Could you copy out every line of the data where the word "feature" occurs?

** Opening Dataset extract block **

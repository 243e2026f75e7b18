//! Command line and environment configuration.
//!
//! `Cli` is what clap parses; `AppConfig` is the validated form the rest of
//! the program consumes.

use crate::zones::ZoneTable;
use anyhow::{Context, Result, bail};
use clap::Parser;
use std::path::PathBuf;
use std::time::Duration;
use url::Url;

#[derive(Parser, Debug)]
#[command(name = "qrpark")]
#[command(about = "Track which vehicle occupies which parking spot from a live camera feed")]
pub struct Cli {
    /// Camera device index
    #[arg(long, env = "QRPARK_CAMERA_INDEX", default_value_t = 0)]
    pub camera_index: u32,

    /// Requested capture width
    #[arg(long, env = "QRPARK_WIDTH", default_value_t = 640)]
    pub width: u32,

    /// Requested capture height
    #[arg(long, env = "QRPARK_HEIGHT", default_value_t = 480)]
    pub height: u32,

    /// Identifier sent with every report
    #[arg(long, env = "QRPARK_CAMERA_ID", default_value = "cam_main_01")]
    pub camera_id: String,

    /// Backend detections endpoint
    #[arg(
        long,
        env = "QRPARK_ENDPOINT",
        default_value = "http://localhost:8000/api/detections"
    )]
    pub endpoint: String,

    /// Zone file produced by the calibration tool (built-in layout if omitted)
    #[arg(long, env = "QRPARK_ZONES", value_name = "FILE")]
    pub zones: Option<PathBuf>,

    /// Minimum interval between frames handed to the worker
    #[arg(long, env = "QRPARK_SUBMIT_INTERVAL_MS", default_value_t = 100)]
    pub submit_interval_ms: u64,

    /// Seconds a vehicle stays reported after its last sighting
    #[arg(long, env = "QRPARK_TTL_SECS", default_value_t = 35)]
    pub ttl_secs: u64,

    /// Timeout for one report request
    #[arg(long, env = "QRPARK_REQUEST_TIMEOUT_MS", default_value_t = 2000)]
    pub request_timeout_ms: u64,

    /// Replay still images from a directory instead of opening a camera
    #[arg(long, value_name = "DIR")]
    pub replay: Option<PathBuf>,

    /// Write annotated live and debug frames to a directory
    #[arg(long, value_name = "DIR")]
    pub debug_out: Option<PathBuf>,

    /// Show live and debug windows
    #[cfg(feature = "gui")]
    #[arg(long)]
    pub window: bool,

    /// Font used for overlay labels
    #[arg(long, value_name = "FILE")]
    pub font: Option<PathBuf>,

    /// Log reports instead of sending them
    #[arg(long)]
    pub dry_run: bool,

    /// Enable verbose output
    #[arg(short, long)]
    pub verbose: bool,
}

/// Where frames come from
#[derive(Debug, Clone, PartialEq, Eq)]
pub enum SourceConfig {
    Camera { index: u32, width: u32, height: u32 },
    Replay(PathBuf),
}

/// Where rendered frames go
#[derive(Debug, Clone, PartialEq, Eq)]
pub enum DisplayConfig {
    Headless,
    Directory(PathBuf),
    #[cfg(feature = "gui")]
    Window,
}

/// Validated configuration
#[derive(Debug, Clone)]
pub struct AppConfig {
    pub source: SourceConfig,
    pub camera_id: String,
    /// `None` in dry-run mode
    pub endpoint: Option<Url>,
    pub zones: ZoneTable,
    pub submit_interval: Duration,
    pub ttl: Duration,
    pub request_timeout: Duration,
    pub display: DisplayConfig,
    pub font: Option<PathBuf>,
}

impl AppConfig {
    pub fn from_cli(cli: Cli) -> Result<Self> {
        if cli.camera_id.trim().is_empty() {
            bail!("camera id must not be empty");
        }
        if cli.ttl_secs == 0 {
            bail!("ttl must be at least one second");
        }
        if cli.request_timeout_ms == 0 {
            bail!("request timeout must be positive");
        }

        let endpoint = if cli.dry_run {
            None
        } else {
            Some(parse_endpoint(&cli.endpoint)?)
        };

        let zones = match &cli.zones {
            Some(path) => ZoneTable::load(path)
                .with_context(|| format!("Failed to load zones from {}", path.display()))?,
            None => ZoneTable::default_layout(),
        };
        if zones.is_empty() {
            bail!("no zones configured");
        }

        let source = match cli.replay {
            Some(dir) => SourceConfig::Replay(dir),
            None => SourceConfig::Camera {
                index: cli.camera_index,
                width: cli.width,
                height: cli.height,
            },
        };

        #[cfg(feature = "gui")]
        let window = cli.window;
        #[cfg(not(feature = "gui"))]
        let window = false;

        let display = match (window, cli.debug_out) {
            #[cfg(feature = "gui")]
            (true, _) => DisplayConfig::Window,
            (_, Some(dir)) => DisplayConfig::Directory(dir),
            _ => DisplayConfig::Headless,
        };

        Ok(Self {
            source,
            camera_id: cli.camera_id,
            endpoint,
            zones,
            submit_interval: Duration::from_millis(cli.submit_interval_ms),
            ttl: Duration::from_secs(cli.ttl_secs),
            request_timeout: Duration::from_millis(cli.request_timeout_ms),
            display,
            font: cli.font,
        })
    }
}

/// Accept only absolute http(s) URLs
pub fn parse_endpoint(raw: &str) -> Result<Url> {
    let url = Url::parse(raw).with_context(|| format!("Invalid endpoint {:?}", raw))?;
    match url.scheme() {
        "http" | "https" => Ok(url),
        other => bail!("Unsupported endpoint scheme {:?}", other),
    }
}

** Closing Dataset extract block **

Expected output:
    #[cfg(feature = "gui")]
    #[cfg(feature = "gui")]
        #[cfg(feature = "gui")]
        #[cfg(not(feature = "gui"))]
            #[cfg(feature = "gui")]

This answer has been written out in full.